Так что мы выросли в полной духоте. Это очень хорошо и очень плохо. Хорошо, может быть, потому, что мы сильно не зависели от моды и молвы. Например, законодателем моды и властителем дум был Вознесенский, не помню, чтобы я всерьез им увлекался и находился под влиянием его стихов. Просто прошло мимо, как под стеклянным колпаком жил. Когда я вырос и полюбил гражданскую лирику, то это был Галич, который вообще не имел отношения к оттепельному поколению, я ему во внуки гожусь. Хорошо, что мы меньше рассеивались, мы поневоле были обречены на большую сосредоточенность, на более узкий круг знакомых, на всякие кухонные посиделки. Может, и начитанность от этого была более целенаправленной, хотя я не считаю себя человеком больших книжных знаний.
Еще одна отличительная черта: мало было соблазнов и меньше разочарований.
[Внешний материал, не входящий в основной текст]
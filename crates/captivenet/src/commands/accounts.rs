//! Account review handlers.

use std::sync::Arc;

use tabled::Tabled;

use captivenet_core::{Account, Action, Command as CoreCommand, CommandResult, Console, Role};

use crate::cli::{AccountsArgs, AccountsCommand, GlobalOpts};
use crate::error::CliError;
use crate::output;

use super::util;

#[derive(Tabled)]
struct AccountRow {
    #[tabled(rename = "ID")]
    id: u64,
    #[tabled(rename = "Username")]
    username: String,
    #[tabled(rename = "Name")]
    name: String,
    #[tabled(rename = "Email")]
    email: String,
    #[tabled(rename = "Role")]
    role: String,
    #[tabled(rename = "Status")]
    status: String,
}

impl From<&Arc<Account>> for AccountRow {
    fn from(a: &Arc<Account>) -> Self {
        Self {
            id: a.id.get(),
            username: a.username.clone(),
            name: a.display_name(),
            email: a.email.clone(),
            role: a.role.to_string(),
            status: a.status.to_string(),
        }
    }
}

fn detail(a: &Arc<Account>) -> String {
    let mut lines = vec![
        format!("ID:         {}", a.id),
        format!("Username:   {}", a.username),
        format!("Name:       {}", a.display_name()),
        format!("Email:      {}", a.email),
        format!("Role:       {}", a.role),
        format!("Status:     {}", a.status),
    ];
    if let Some(notes) = &a.validation_notes {
        lines.push(format!("Notes:      {notes}"));
    }
    if let Some(reason) = &a.rejection_reason {
        lines.push(format!("Rejected:   {reason}"));
    }
    if let Some(by) = a.validated_by {
        lines.push(format!("Reviewed by: {by}"));
    }
    if let Some(at) = a.validated_at {
        lines.push(format!("Reviewed:   {}", output::fmt_time(at)));
    }
    lines.join("\n")
}

pub async fn handle(
    console: &Console,
    args: AccountsArgs,
    role: &Role,
    global: &GlobalOpts,
) -> Result<(), CliError> {
    let command = match args.command {
        AccountsCommand::List { status } => {
            util::require(console, role, Action::ViewUsers)?;
            let accounts = console.accounts_snapshot(status);
            let out = output::render_list(
                &global.output,
                &accounts,
                |a| AccountRow::from(a),
                |a| a.id.to_string(),
            );
            output::print_output(&out, global.quiet);
            return Ok(());
        }
        AccountsCommand::Validate { id, notes, by } => {
            CoreCommand::ValidateAccount { id, notes, by }
        }
        AccountsCommand::Reject { id, reason } => CoreCommand::RejectAccount { id, reason },
    };

    if let CommandResult::Account(account) = console.execute_as(role, command).await? {
        output::notice(
            &format!("Account {} is {}", account.username, account.status),
            global.quiet,
        );
        let out = output::render_single(&global.output, &account, detail, |a| a.id.to_string());
        output::print_output(&out, global.quiet);
    }
    Ok(())
}
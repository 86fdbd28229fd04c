// ── Core error types ──
//
// Errors raised by the ledger, session lifecycle, voucher book, account
// registry and console. Ledger and lifecycle errors are meant for the
// immediate caller; redemption and command failures are shown to the
// guest or operator.

use thiserror::Error;

use crate::model::{SessionId, SessionStatus};

/// Unified error type for the core crate.
#[derive(Debug, Clone, PartialEq, Error)]
pub enum CoreError {
    // ── Accounting errors ────────────────────────────────────────────
    #[error("Invalid amount {amount}: {reason}")]
    InvalidAmount { amount: i64, reason: &'static str },

    #[error("Session {id} is closed ({status})")]
    SessionClosed { id: SessionId, status: SessionStatus },

    #[error("Out-of-order usage tick for session {id}: {received} is not after {last_applied}")]
    OutOfOrderTick {
        id: SessionId,
        received: chrono::DateTime<chrono::Utc>,
        last_applied: chrono::DateTime<chrono::Utc>,
    },

    // ── Lookup errors ────────────────────────────────────────────────
    #[error("Entity not found: {entity_type} with id {identifier}")]
    NotFound {
        entity_type: String,
        identifier: String,
    },

    // ── Voucher redemption ───────────────────────────────────────────
    #[error("Invalid voucher code: {code}")]
    InvalidCode { code: String },

    #[error("Voucher code {code} has expired")]
    CodeExpired { code: String },

    #[error("Voucher code {code} has already been used")]
    CodeAlreadyUsed { code: String },

    #[error("Too many failed attempts, try again in {remaining_secs}s")]
    RedemptionLocked { remaining_secs: i64 },

    // ── Authorization ────────────────────────────────────────────────
    #[error("Permission denied: {role} may not {action}")]
    PermissionDenied { role: String, action: String },

    // ── Operation errors ─────────────────────────────────────────────
    #[error("Validation failed: {message}")]
    ValidationFailed { message: String },

    #[error("Cannot move {entity} from {from} to {to}")]
    InvalidTransition {
        entity: String,
        from: String,
        to: String,
    },

    #[error("Console is not running")]
    ConsoleStopped,

    // ── Configuration errors ─────────────────────────────────────────
    #[error("Configuration error: {message}")]
    Config { message: String },

    // ── Internal errors ──────────────────────────────────────────────
    #[error("Internal error: {0}")]
    Internal(String),
}

impl CoreError {
    pub(crate) fn not_found(entity_type: &str, identifier: impl ToString) -> Self {
        Self::NotFound {
            entity_type: entity_type.into(),
            identifier: identifier.to_string(),
        }
    }

    /// Whether this failure counts against a guest's redemption attempts.
    pub fn is_redemption_failure(&self) -> bool {
        matches!(
            self,
            Self::InvalidCode { .. } | Self::CodeExpired { .. } | Self::CodeAlreadyUsed { .. }
        )
    }
}
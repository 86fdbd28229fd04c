//! Session command handlers.

use std::sync::Arc;
use std::time::Duration;

use chrono::{DateTime, TimeDelta, Utc};
use serde::Serialize;
use tabled::Tabled;

use captivenet_core::{
    Action, Command as CoreCommand, CommandResult, Console, Dimension, DirectorySummary,
    RequestId, Role, Session, SessionFilter, SessionId, StartSessionRequest, TerminateOutcome,
};

use crate::cli::{GlobalOpts, SessionsArgs, SessionsCommand};
use crate::error::CliError;
use crate::output;

use super::util;

// ── Table row ───────────────────────────────────────────────────────

#[derive(Tabled)]
struct SessionRow {
    #[tabled(rename = "ID")]
    id: u64,
    #[tabled(rename = "Owner")]
    owner: String,
    #[tabled(rename = "Device")]
    device: String,
    #[tabled(rename = "MAC")]
    mac: String,
    #[tabled(rename = "Status")]
    status: String,
    #[tabled(rename = "Data")]
    data: String,
    #[tabled(rename = "Time Left")]
    time_left: String,
}

impl SessionRow {
    fn new(s: &Session, now: DateTime<Utc>, color: bool) -> Self {
        Self {
            id: s.id.get(),
            owner: s.owner.label(),
            device: s.device.name.clone(),
            mac: s.device.mac.to_string(),
            status: output::paint_session_status(s.status_at(now), color),
            data: output::fmt_data_quota(s.data()),
            time_left: output::fmt_delta(s.remaining_time(now)),
        }
    }
}

pub(super) fn detail(s: &Arc<Session>, now: DateTime<Utc>, color: bool) -> String {
    let mut lines = vec![
        format!("ID:         {}", s.id),
        format!("Owner:      {} ({})", s.owner.label(), s.kind()),
        format!(
            "Device:     {}  {}  {}",
            s.device.name,
            s.device.mac,
            s.device.ip.map_or_else(|| "-".into(), |ip| ip.to_string())
        ),
        format!(
            "Plan:       {}",
            s.plan_id.map_or_else(|| "-".into(), |p| p.to_string())
        ),
        format!("Status:     {}", output::paint_session_status(s.status_at(now), color)),
        format!("Data:       {}", output::fmt_data_quota(s.data())),
        format!("Time:       {}", output::fmt_time_quota(s.time())),
        format!("Started:    {}", output::fmt_time(s.start_time())),
        format!("Last seen:  {}", output::fmt_time(s.last_activity())),
        format!(
            "Expires:    {} (in {})",
            output::fmt_time(s.expires_at()),
            output::fmt_delta(s.remaining_time(now))
        ),
    ];
    if let Some(closure) = s.closure() {
        lines.push(format!(
            "Closed:     {} at {} ({})",
            closure.status,
            output::fmt_time(closure.at),
            closure.reason
        ));
    }
    if s.voucher_exhausted() {
        lines.push("Voucher:    last use consumed".into());
    }
    lines.join("\n")
}

fn summary_detail(s: &DirectorySummary) -> String {
    let mut lines = vec![
        format!("Sessions:   {} ({} alive)", s.total, s.alive),
        format!("Data used:  {}", output::fmt_bytes(s.data_used_bytes)),
        format!("Time used:  {}", output::fmt_secs(s.time_used_secs)),
    ];
    for (status, count) in &s.by_status {
        lines.push(format!("{:<11} {count}", format!("{status}:")));
    }
    lines.join("\n")
}

#[derive(Serialize)]
struct Countdown {
    id: SessionId,
    remaining_secs: i64,
    expires_at: DateTime<Utc>,
}

// ── Handler ─────────────────────────────────────────────────────────

#[allow(clippy::too_many_lines)]
pub async fn handle(
    console: &Console,
    args: SessionsArgs,
    role: &Role,
    global: &GlobalOpts,
) -> Result<(), CliError> {
    let color = output::should_color(&global.color);
    let now = console.now();
    let show = |session: &Arc<Session>| {
        let out = output::render_single(
            &global.output,
            session,
            |s| detail(s, now, color),
            |s| s.id.to_string(),
        );
        output::print_output(&out, global.quiet);
    };

    match args.command {
        SessionsCommand::List {
            status,
            kind,
            search,
        } => {
            util::require(console, role, Action::ViewAllSessions)?;
            let filter = SessionFilter {
                text: search,
                status,
                kind,
            };
            let sessions = console.sessions(&filter);
            let out = output::render_list(
                &global.output,
                &sessions,
                |s| SessionRow::new(s, now, color),
                |s| s.id.to_string(),
            );
            output::print_output(&out, global.quiet);
            Ok(())
        }

        SessionsCommand::Get { id } => {
            util::require(console, role, Action::ViewAllSessions)?;
            show(&console.session(id)?);
            Ok(())
        }

        SessionsCommand::Summary => {
            util::require(console, role, Action::ViewAllSessions)?;
            let summary = console.summary();
            let out = output::render_single(&global.output, &summary, summary_detail, |s| {
                s.alive.to_string()
            });
            output::print_output(&out, global.quiet);
            Ok(())
        }

        SessionsCommand::Start {
            account,
            plan,
            mac,
            device_name,
        } => {
            let req = StartSessionRequest {
                account_id: account,
                device: util::device(&mac, device_name, None)?,
                plan_id: plan,
            };
            if let CommandResult::Session(session) = console
                .execute(CoreCommand::StartSubscriberSession(req))
                .await?
            {
                show(&session);
            }
            Ok(())
        }

        SessionsCommand::Terminate { id, reason } => {
            if !util::confirm(&format!("Terminate session {id}?"), global.yes)? {
                return Ok(());
            }
            let result = console
                .execute_as(role, CoreCommand::TerminateSession { id, reason })
                .await?;
            if let CommandResult::Terminated(outcome) = result {
                let message = match outcome {
                    TerminateOutcome::Terminated => format!("Session {id} terminated"),
                    TerminateOutcome::AlreadyClosed(status) => {
                        format!("Session {id} was already {status}")
                    }
                };
                output::notice(&message, global.quiet);
            }
            show(&console.session(id)?);
            Ok(())
        }

        SessionsCommand::Extend {
            id,
            data,
            time,
            request_id,
        } => {
            let (dimension, amount) = match (data, time) {
                (Some(bytes), _) => (Dimension::Data, bytes.as_u64()),
                (None, Some(duration)) => (Dimension::Time, Duration::from(duration).as_secs()),
                (None, None) => {
                    return Err(CliError::Validation {
                        field: "amount".into(),
                        reason: "give --data or --time".into(),
                    });
                }
            };
            let amount = i64::try_from(amount).map_err(|_| CliError::Validation {
                field: "amount".into(),
                reason: format!("{amount} is too large"),
            })?;
            let request_id = request_id.map_or_else(RequestId::random, RequestId::new);
            let result = console
                .execute_as(
                    role,
                    CoreCommand::ExtendQuota {
                        id,
                        dimension,
                        amount,
                        request_id,
                    },
                )
                .await?;
            if let CommandResult::Status(status) = result {
                output::notice(&format!("Session {id} extended, now {status}"), global.quiet);
            }
            show(&console.session(id)?);
            Ok(())
        }

        SessionsCommand::Shorten { id, within } => {
            let offset = TimeDelta::from_std(within.into()).map_err(|_| CliError::Validation {
                field: "in".into(),
                reason: "duration out of range".into(),
            })?;
            console
                .execute_as(
                    role,
                    CoreCommand::ShortenExpiry {
                        id,
                        until: now + offset,
                    },
                )
                .await?;
            show(&console.session(id)?);
            Ok(())
        }

        SessionsCommand::Remaining { id, watch } => {
            util::require(console, role, Action::ViewSessionStatus)?;
            let mut ticker = tokio::time::interval(Duration::from_secs(1));
            let mut previous = None;
            loop {
                ticker.tick().await;
                let session = console.session(id)?;
                let left = session.remaining_time(console.now());
                // A pinned --now clock never moves; one reading is all there is.
                if previous == Some(left) {
                    break;
                }
                previous = Some(left);
                let countdown = Countdown {
                    id,
                    remaining_secs: left.num_seconds(),
                    expires_at: session.expires_at(),
                };
                let out = output::render_single(
                    &global.output,
                    &countdown,
                    |c| {
                        format!(
                            "{} left (expires {})",
                            output::fmt_delta(left),
                            output::fmt_time(c.expires_at)
                        )
                    },
                    |c| c.remaining_secs.to_string(),
                );
                output::print_output(&out, global.quiet);
                if !watch || left <= TimeDelta::zero() || !session.is_alive() {
                    break;
                }
            }
            Ok(())
        }
    }
}

#[cfg(test)]
#[allow(clippy::unwrap_used)]
mod tests {
    use super::*;
    use captivenet_core::Fixture;
    use chrono::TimeZone;

    fn now() -> DateTime<Utc> {
        Utc.with_ymd_and_hms(2024, 1, 15, 14, 0, 0).unwrap()
    }

    fn demo_session(id: u64) -> Arc<Session> {
        let cfg = captivenet_core::ConsoleConfig::default();
        let fixture = Fixture::demo(now());
        let seed = fixture
            .sessions
            .iter()
            .find(|s| s.id == SessionId(id))
            .unwrap();
        Arc::new(seed.build(&cfg).unwrap())
    }

    #[test]
    fn row_shows_owner_and_countdown() {
        let row = SessionRow::new(&demo_session(2), now(), false);
        assert_eq!(row.owner, "guest:GUEST001");
        assert_eq!(row.status, "CRITICAL");
        assert_eq!(row.time_left, "4h");
    }

    #[test]
    fn detail_mentions_exhausted_voucher() {
        let text = detail(&demo_session(2), now(), false);
        assert!(text.contains("Galaxy-S23"));
        assert!(text.contains("last use consumed"));
        let text = detail(&demo_session(1), now(), false);
        assert!(text.contains("192.168.1.45"));
        assert!(!text.contains("Voucher:"));
    }
}
//! Shared helpers for command handlers.

use std::io::IsTerminal;
use std::net::IpAddr;

use captivenet_core::{Action, Console, DeviceRef, MacAddress, Role};

use crate::error::CliError;

/// Prompt for confirmation, auto-approving if `--yes` was passed.
pub fn confirm(message: &str, yes_flag: bool) -> Result<bool, CliError> {
    if yes_flag {
        return Ok(true);
    }
    if !std::io::stdin().is_terminal() {
        return Err(CliError::NonInteractiveRequiresYes {
            action: message.trim_end_matches('?').into(),
        });
    }
    let confirmed = dialoguer::Confirm::new()
        .with_prompt(message)
        .default(false)
        .interact()
        .map_err(|e| CliError::Io(std::io::Error::other(e)))?;
    Ok(confirmed)
}

/// Read-only views are gated like commands: the role needs `action`.
pub fn require(console: &Console, role: &Role, action: Action) -> Result<(), CliError> {
    console.policy().require(role, None, action)?;
    Ok(())
}

pub fn device(mac: &str, name: String, ip: Option<IpAddr>) -> Result<DeviceRef, CliError> {
    let mac = MacAddress::new(mac);
    let well_formed = mac.as_str().split(':').count() == 6
        && mac
            .as_str()
            .split(':')
            .all(|octet| octet.len() == 2 && octet.bytes().all(|b| b.is_ascii_hexdigit()));
    if !well_formed {
        return Err(CliError::Validation {
            field: "mac".into(),
            reason: format!("expected six hex octets, got '{mac}'"),
        });
    }
    Ok(DeviceRef { name, mac, ip })
}

#[cfg(test)]
#[allow(clippy::unwrap_used)]
mod tests {
    use super::*;

    #[test]
    fn device_mac_is_normalized_and_checked() {
        let d = device("AA-BB-CC-DD-EE-0F", "phone".into(), None).unwrap();
        assert_eq!(d.mac.as_str(), "aa:bb:cc:dd:ee:0f");
        assert!(matches!(
            device("aa:bb:cc", "phone".into(), None),
            Err(CliError::Validation { .. })
        ));
    }

    #[test]
    fn yes_flag_skips_prompt() {
        assert!(confirm("Terminate session 1?", true).unwrap());
    }
}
Не было, например, никаких надежд на сотрудничество с советской печатью. Мне было лет двадцать, когда я поносил свои стихи по редакциям, без особых иллюзий, а просто чтобы себя не обвинять в гордыне и от близких не услышать попреков в чистоплюйстве, без особых разочарований получил отказы и до начала перестройки никуда не обращался. Когда началась перестройка и было объявлено, что мы-де теперь другие и честные, было бы высокомерным не постараться отнестись к этому простодушно. Я отнесся простодушно и снова получил отказ, а потом случайно без моей воли меня стали печатать и сейчас печатают без всякой инициативы с моей стороны. Это все – не признаки моей особой опрятности, это признаки того круга, к которому я имею честь принадлежать. Все себя так и вели, это было нормой и не расценивалось как нечто удивительное. Я искренне завидую литераторам, которые рассказывают о каких-то кумирах своей молодости, с которыми им удалось встретиться и показать свои рассказы или стихи. Это очень богатое переживание, которого я и, по-моему, сотоварищи мои были лишены. Не было отчетливого представления: где-то живет замечательный писатель, вот бы к нему съездить и показать.
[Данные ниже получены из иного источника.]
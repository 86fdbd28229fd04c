// ── Keyed reactive collection ──
//
// Concurrent storage with O(1) lookups and a `watch`-published snapshot
// that read-only projections subscribe to.

use std::hash::Hash;
use std::sync::Arc;

use dashmap::DashMap;
use tokio::sync::watch;

/// Concurrent, reactive collection of one entity type.
///
/// Entities are stored behind `Arc` and never mutated in place: updates
/// clone, modify and swap, so every snapshot handed out stays frozen.
/// Every mutation republishes the snapshot.
pub(crate) struct EntityCollection<K, T>
where
    K: Eq + Hash + Clone + Send + Sync + 'static,
    T: Clone + Send + Sync + 'static,
{
    by_key: DashMap<K, Arc<T>>,
    snapshot: watch::Sender<Arc<Vec<Arc<T>>>>,
}

impl<K, T> EntityCollection<K, T>
where
    K: Eq + Hash + Clone + Send + Sync + 'static,
    T: Clone + Send + Sync + 'static,
{
    pub(crate) fn new() -> Self {
        let (snapshot, _) = watch::channel(Arc::new(Vec::new()));

        Self {
            by_key: DashMap::new(),
            snapshot,
        }
    }

    /// Insert or replace an entity. Returns `true` if the key was new.
    pub(crate) fn upsert(&self, key: K, entity: T) -> bool {
        let is_new = self.by_key.insert(key, Arc::new(entity)).is_none();
        self.publish();
        is_new
    }

    /// Insert and hand back the stored entity.
    pub(crate) fn insert_new(&self, key: K, entity: T) -> Arc<T> {
        let stored = Arc::new(entity);
        self.by_key.insert(key, Arc::clone(&stored));
        self.publish();
        stored
    }

    pub(crate) fn get(&self, key: &K) -> Option<Arc<T>> {
        self.by_key.get(key).map(|r| Arc::clone(r.value()))
    }

    pub(crate) fn contains(&self, key: &K) -> bool {
        self.by_key.contains_key(key)
    }

    /// Apply a fallible change to a copy of the entity and store it only
    /// on success. Returns `None` when the key is unknown.
    ///
    /// The entry stays write-locked from read to swap, so concurrent
    /// updates of one key serialize. `f` must not touch this collection.
    pub(crate) fn try_update<R, E>(
        &self,
        key: &K,
        f: impl FnOnce(&mut T) -> Result<R, E>,
    ) -> Option<Result<(R, Arc<T>), E>> {
        let mut entry = self.by_key.get_mut(key)?;
        let mut draft = T::clone(entry.value());
        let outcome = f(&mut draft).map(|out| {
            let stored = Arc::new(draft);
            *entry.value_mut() = Arc::clone(&stored);
            (out, stored)
        });
        // Release the shard before publishing, which iterates every shard.
        drop(entry);
        if outcome.is_ok() {
            self.publish();
        }
        Some(outcome)
    }

    /// Current snapshot (cheap `Arc` clone).
    pub(crate) fn snapshot(&self) -> Arc<Vec<Arc<T>>> {
        self.snapshot.borrow().clone()
    }

    pub(crate) fn subscribe(&self) -> watch::Receiver<Arc<Vec<Arc<T>>>> {
        self.snapshot.subscribe()
    }

    pub(crate) fn len(&self) -> usize {
        self.by_key.len()
    }

    // ── Private helpers ──────────────────────────────────────────────

    fn publish(&self) {
        // Collect under the channel lock so the last publisher always sees
        // the last swap. `send_modify` updates even with zero receivers.
        self.snapshot.send_modify(|snap| {
            *snap = Arc::new(self.by_key.iter().map(|r| Arc::clone(r.value())).collect());
        });
    }
}

#[cfg(test)]
#[allow(clippy::unwrap_used)]
mod tests {
    use super::*;

    #[test]
    fn upsert_reports_new_keys() {
        let col: EntityCollection<u64, String> = EntityCollection::new();
        assert!(col.upsert(1, "hello".into()));
        assert!(!col.upsert(1, "world".into()));
        assert_eq!(*col.get(&1).unwrap(), "world");
        assert_eq!(col.len(), 1);
    }

    #[test]
    fn snapshot_follows_mutations() {
        let col: EntityCollection<u64, String> = EntityCollection::new();
        let rx = col.subscribe();
        assert!(col.snapshot().is_empty());
        col.upsert(1, "a".into());
        col.upsert(2, "b".into());
        assert_eq!(col.snapshot().len(), 2);
        assert!(rx.has_changed().unwrap());
    }

    #[test]
    fn failed_update_leaves_entity_and_snapshot_alone() {
        let col: EntityCollection<u64, String> = EntityCollection::new();
        col.upsert(1, "a".into());
        let rx = col.subscribe();
        let out = col.try_update(&1, |s: &mut String| {
            s.push('!');
            Err::<(), _>("nope")
        });
        assert_eq!(out.unwrap().unwrap_err(), "nope");
        assert_eq!(*col.get(&1).unwrap(), "a");
        assert!(!rx.has_changed().unwrap());
    }

    #[test]
    fn concurrent_updates_of_one_key_are_not_lost() {
        let col: EntityCollection<u64, u64> = EntityCollection::new();
        col.upsert(1, 0);
        std::thread::scope(|scope| {
            for _ in 0..8 {
                scope.spawn(|| {
                    for _ in 0..250 {
                        col.try_update(&1, |n| {
                            *n += 1;
                            Ok::<_, ()>(())
                        })
                        .unwrap()
                        .unwrap();
                    }
                });
            }
        });
        assert_eq!(*col.get(&1).unwrap(), 2_000);
        assert_eq!(*col.snapshot()[0], 2_000);
    }

    #[test]
    fn update_swaps_without_touching_old_snapshots() {
        let col: EntityCollection<u64, String> = EntityCollection::new();
        col.upsert(1, "a".into());
        let old = col.snapshot();
        let (len, stored) = col
            .try_update(&1, |s: &mut String| {
                s.push('b');
                Ok::<_, ()>(s.len())
            })
            .unwrap()
            .unwrap();
        assert_eq!(len, 2);
        assert_eq!(*stored, "ab");
        assert_eq!(*old[0], "a");
        assert_eq!(*col.snapshot()[0], "ab");
    }

    #[test]
    fn unknown_key_is_none() {
        let col: EntityCollection<u64, String> = EntityCollection::new();
        assert!(col.try_update(&9, |_| Ok::<_, ()>(())).is_none());
        assert!(!col.contains(&9));
    }
}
Вы и ваши товарищи – это голос нового поколения в культуре. Оно за счет затхлости атмосферы имело возможность сосредоточиться на личностном развитии, быть более индивидуалистичным. До сих пор в основном мы слышали о шестидесятниках, а сейчас наступает момент, когда они подвергаются очень жесткой критике. Пригов недавно в «Независимой газете» защищал шестидесятников от критика из нового поколения.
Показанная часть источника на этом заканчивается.